__Problem requirements__.
All of the data must be returned exactly as given.

__Data to use__.
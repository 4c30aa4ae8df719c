use chrono::NaiveDate;
use rust_decimal::Decimal;
use serde::{Deserialize, Serialize};

use super::date::deserialize_lenient_date;

#[derive(Debug, Clone, PartialEq, Eq, Serialize, Deserialize)]
#[serde(rename_all = "camelCase")]
pub struct ExpenseCategory {
    pub id: i64,
    #[serde(default)]
    pub user_id: String,
    pub name: String,
    #[serde(default)]
    pub parent_id: Option<i64>,
}

/// A ledger entry from the expense service. `amount` is the positive sum spent.
#[derive(Debug, Clone, PartialEq, Serialize, Deserialize)]
#[serde(rename_all = "camelCase")]
pub struct Expense {
    pub id: i64,
    pub external_id: String,
    #[serde(default)]
    pub user_id: String,
    pub amount: Decimal,
    #[serde(default)]
    pub description: String,
    #[serde(default, deserialize_with = "deserialize_lenient_date")]
    pub expense_date: Option<NaiveDate>,
    #[serde(default)]
    pub category: Option<ExpenseCategory>,
}

impl Expense {
    pub fn new(
        id: i64,
        external_id: impl Into<String>,
        amount: Decimal,
        description: impl Into<String>,
    ) -> Self {
        Self {
            id,
            external_id: external_id.into(),
            user_id: String::new(),
            amount,
            description: description.into(),
            expense_date: None,
            category: None,
        }
    }

    pub fn with_date(mut self, date: NaiveDate) -> Self {
        self.expense_date = Some(date);
        self
    }
}

/// Body for `POST /expense/v1/expenses`.
#[derive(Debug, Clone, PartialEq, Serialize)]
#[serde(rename_all = "camelCase")]
pub struct ExpenseRequest {
    #[serde(with = "rust_decimal::serde::float")]
    pub amount: Decimal,
    pub description: String,
    pub expense_date: NaiveDate,
    pub category_id: i64,
}

impl ExpenseRequest {
    /// Checks the fields the expense service would otherwise reject.
    pub fn validate(&self) -> Result<(), String> {
        if self.amount <= Decimal::ZERO {
            return Err(format!("expense amount must be positive, got {}", self.amount));
        }
        if self.description.trim().is_empty() {
            return Err("expense description must not be empty".to_string());
        }
        Ok(())
    }
}

/// Body for `POST /expense/v1/categories`.
#[derive(Debug, Clone, PartialEq, Eq, Serialize)]
#[serde(rename_all = "camelCase")]
pub struct CategoryRequest {
    pub name: String,
    #[serde(skip_serializing_if = "Option::is_none")]
    pub parent_id: Option<i64>,
}

impl CategoryRequest {
    pub fn validate(&self) -> Result<(), String> {
        if self.name.trim().is_empty() {
            return Err("category name must not be empty".to_string());
        }
        Ok(())
    }
}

__Solution to this exercise__.
repository 4c30aa4ae8df719c
use chrono::NaiveDate;
use rust_decimal::Decimal;
use serde::{Deserialize, Serialize};

use super::date::deserialize_lenient_date;

#[derive(Debug, Clone, PartialEq, Eq, Serialize, Deserialize)]
#[serde(rename_all = "camelCase")]
pub struct ExpenseCategory {
    pub id: i64,
    #[serde(default)]
    pub user_id: String,
    pub name: String,
    #[serde(default)]
    pub parent_id: Option<i64>,
}

/// A ledger entry from the expense service. `amount` is the positive sum spent.
#[derive(Debug, Clone, PartialEq, Serialize, Deserialize)]
#[serde(rename_all = "camelCase")]
pub struct Expense {
    pub id: i64,
    pub external_id: String,
    #[serde(default)]
    pub user_id: String,
    pub amount: Decimal,
    #[serde(default)]
    pub description: String,
    #[serde(default, deserialize_with = "deserialize_lenient_date")]
    pub expense_date: Option<NaiveDate>,
    #[serde(default)]
    pub category: Option<ExpenseCategory>,
}

impl Expense {
    pub fn new(
        id: i64,
        external_id: impl Into<String>,
        amount: Decimal,
        description: impl Into<String>,
    ) -> Self {
        Self {
            id,
            external_id: external_id.into(),
            user_id: String::new(),
            amount,
            description: description.into(),
            expense_date: None,
            category: None,
        }
    }

    pub fn with_date(mut self, date: NaiveDate) -> Self {
        self.expense_date = Some(date);
        self
    }
}

/// Body for `POST /expense/v1/expenses`.
#[derive(Debug, Clone, PartialEq, Serialize)]
#[serde(rename_all = "camelCase")]
pub struct ExpenseRequest {
    #[serde(with = "rust_decimal::serde::float")]
    pub amount: Decimal,
    pub description: String,
    pub expense_date: NaiveDate,
    pub category_id: i64,
}

impl ExpenseRequest {
    /// Checks the fields the expense service would otherwise reject.
    pub fn validate(&self) -> Result<(), String> {
        if self.amount <= Decimal::ZERO {
            return Err(format!("expense amount must be positive, got {}", self.amount));
        }
        if self.description.trim().is_empty() {
            return Err("expense description must not be empty".to_string());
        }
        Ok(())
    }
}

/// Body for `POST /expense/v1/categories`.
#[derive(Debug, Clone, PartialEq, Eq, Serialize)]
#[serde(rename_all = "camelCase")]
pub struct CategoryRequest {
    pub name: String,
    #[serde(skip_serializing_if = "Option::is_none")]
    pub parent_id: Option<i64>,
}

impl CategoryRequest {
    pub fn validate(&self) -> Result<(), String> {
        if self.name.trim().is_empty() {
            return Err("category name must not be empty".to_string());
        }
        Ok(())
    }
}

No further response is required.